#### Data provided:
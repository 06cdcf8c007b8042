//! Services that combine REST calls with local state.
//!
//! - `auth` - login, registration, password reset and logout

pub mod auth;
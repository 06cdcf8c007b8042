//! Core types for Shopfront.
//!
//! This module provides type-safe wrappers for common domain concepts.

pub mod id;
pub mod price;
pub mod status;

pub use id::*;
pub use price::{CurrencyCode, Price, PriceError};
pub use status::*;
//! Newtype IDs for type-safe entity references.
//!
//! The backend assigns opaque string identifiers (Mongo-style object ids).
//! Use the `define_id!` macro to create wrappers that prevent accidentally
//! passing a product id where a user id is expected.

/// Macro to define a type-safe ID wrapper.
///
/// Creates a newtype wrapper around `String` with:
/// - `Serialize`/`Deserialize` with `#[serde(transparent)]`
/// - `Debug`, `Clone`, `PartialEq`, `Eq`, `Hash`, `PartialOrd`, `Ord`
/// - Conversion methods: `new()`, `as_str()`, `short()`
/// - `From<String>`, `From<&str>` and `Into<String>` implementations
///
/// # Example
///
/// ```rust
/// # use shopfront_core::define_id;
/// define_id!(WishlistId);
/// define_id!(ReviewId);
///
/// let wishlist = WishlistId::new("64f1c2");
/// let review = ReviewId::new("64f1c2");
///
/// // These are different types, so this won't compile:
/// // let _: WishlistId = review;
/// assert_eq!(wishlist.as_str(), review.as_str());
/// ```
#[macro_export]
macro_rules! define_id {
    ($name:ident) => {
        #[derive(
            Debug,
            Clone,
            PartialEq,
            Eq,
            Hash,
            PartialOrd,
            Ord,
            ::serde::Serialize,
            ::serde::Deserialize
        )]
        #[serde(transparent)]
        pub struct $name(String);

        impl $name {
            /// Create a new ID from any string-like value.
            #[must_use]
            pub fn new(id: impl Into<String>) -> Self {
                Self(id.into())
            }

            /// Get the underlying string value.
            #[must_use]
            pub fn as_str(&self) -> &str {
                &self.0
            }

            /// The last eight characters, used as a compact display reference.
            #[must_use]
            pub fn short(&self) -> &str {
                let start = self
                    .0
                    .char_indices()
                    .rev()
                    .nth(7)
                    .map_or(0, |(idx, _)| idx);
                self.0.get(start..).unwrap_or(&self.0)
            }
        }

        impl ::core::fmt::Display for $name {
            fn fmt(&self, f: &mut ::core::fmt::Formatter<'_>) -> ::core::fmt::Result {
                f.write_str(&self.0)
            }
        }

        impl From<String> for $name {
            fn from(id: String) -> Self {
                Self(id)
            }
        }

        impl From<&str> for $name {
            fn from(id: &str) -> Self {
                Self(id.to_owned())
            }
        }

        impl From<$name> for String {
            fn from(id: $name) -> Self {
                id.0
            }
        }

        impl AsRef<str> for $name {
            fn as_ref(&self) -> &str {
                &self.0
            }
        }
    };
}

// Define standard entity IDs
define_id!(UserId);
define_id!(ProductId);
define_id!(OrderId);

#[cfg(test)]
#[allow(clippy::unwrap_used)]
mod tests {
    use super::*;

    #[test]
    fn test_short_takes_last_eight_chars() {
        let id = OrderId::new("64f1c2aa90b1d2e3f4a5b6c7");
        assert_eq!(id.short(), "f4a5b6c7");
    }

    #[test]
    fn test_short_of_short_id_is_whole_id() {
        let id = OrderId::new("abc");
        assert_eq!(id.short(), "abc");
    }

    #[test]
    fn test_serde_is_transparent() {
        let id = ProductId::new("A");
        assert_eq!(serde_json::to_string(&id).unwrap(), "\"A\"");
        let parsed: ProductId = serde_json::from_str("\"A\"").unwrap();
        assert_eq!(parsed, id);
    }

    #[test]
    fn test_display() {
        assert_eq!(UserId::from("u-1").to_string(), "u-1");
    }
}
---
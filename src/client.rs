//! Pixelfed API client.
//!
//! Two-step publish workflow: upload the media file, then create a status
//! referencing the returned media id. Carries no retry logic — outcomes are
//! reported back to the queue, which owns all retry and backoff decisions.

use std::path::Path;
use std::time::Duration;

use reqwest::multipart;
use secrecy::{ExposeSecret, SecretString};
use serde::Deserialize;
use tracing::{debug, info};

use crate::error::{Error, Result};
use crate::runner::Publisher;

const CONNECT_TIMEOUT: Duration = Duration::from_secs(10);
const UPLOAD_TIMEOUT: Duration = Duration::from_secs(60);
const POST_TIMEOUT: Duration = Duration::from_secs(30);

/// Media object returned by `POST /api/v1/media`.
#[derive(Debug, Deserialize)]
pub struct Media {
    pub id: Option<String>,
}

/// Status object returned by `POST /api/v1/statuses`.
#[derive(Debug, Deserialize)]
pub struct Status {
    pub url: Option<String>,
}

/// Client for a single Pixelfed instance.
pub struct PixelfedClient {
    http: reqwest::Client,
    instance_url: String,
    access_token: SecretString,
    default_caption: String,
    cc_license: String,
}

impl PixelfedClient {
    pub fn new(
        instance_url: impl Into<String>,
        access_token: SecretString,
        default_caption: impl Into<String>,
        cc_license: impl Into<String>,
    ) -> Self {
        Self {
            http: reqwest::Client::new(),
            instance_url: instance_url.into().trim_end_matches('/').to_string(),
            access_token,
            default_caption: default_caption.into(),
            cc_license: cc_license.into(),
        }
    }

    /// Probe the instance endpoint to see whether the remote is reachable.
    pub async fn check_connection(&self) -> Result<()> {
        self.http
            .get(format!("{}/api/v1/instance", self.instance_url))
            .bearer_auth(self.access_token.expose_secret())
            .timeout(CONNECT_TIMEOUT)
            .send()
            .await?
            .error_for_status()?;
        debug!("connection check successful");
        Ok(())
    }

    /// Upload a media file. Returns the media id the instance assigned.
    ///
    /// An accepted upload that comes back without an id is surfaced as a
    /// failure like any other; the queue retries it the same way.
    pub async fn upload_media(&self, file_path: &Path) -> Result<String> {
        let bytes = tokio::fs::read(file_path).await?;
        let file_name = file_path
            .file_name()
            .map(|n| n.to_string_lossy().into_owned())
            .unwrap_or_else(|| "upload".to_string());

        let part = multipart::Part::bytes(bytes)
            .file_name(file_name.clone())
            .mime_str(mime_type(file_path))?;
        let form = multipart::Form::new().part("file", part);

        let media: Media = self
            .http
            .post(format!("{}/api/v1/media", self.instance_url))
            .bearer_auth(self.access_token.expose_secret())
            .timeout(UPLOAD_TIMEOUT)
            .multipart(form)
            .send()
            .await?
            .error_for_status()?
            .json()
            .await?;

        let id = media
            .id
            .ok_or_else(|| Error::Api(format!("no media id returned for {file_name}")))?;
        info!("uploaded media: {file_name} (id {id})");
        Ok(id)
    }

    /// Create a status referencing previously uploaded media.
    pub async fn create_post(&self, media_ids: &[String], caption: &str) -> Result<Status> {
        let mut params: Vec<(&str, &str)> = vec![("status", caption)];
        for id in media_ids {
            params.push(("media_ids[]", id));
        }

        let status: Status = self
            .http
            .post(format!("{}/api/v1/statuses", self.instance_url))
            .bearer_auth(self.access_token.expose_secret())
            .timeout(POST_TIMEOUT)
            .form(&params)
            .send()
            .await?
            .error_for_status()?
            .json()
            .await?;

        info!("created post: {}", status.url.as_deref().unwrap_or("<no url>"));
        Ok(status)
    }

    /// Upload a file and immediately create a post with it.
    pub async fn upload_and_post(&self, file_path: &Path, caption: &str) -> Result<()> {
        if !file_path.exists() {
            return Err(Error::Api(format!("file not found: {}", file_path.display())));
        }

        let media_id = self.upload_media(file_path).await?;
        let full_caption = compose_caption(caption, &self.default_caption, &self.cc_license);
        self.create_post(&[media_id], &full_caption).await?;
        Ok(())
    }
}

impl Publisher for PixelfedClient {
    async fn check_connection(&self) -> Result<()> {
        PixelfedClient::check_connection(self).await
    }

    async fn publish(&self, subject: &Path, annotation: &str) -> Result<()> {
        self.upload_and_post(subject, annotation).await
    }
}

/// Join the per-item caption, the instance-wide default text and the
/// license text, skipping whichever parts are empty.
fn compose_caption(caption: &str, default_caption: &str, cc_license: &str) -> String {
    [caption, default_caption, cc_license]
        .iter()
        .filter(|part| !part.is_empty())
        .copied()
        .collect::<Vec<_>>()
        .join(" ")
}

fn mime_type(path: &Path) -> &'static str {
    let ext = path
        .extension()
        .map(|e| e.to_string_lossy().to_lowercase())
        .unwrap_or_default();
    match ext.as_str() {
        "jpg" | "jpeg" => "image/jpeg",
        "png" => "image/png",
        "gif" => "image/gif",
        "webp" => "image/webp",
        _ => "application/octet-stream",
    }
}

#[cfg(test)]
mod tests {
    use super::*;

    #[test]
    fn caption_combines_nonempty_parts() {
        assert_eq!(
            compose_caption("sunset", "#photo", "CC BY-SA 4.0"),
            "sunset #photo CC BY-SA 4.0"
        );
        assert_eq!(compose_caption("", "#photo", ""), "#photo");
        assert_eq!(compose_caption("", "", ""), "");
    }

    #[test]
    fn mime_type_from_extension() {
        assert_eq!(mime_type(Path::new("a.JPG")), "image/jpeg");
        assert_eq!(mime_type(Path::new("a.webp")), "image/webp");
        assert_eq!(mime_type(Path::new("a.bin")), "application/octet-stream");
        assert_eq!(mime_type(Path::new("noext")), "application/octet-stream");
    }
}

#### Action item:
Everything above from the line containing "let media: Media = self" through the line containing "previously uploaded media." must be copied exactly. Nothing outside that range belongs in the answer.

#### Result for this exercise:
        let media: Media = self
            .http
            .post(format!("{}/api/v1/media", self.instance_url))
            .bearer_auth(self.access_token.expose_secret())
            .timeout(UPLOAD_TIMEOUT)
            .multipart(form)
            .send()
            .await?
            .error_for_status()?
            .json()
            .await?;

        let id = media
            .id
            .ok_or_else(|| Error::Api(format!("no media id returned for {file_name}")))?;
        info!("uploaded media: {file_name} (id {id})");
        Ok(id)
    }

    /// Create a status referencing previously uploaded media.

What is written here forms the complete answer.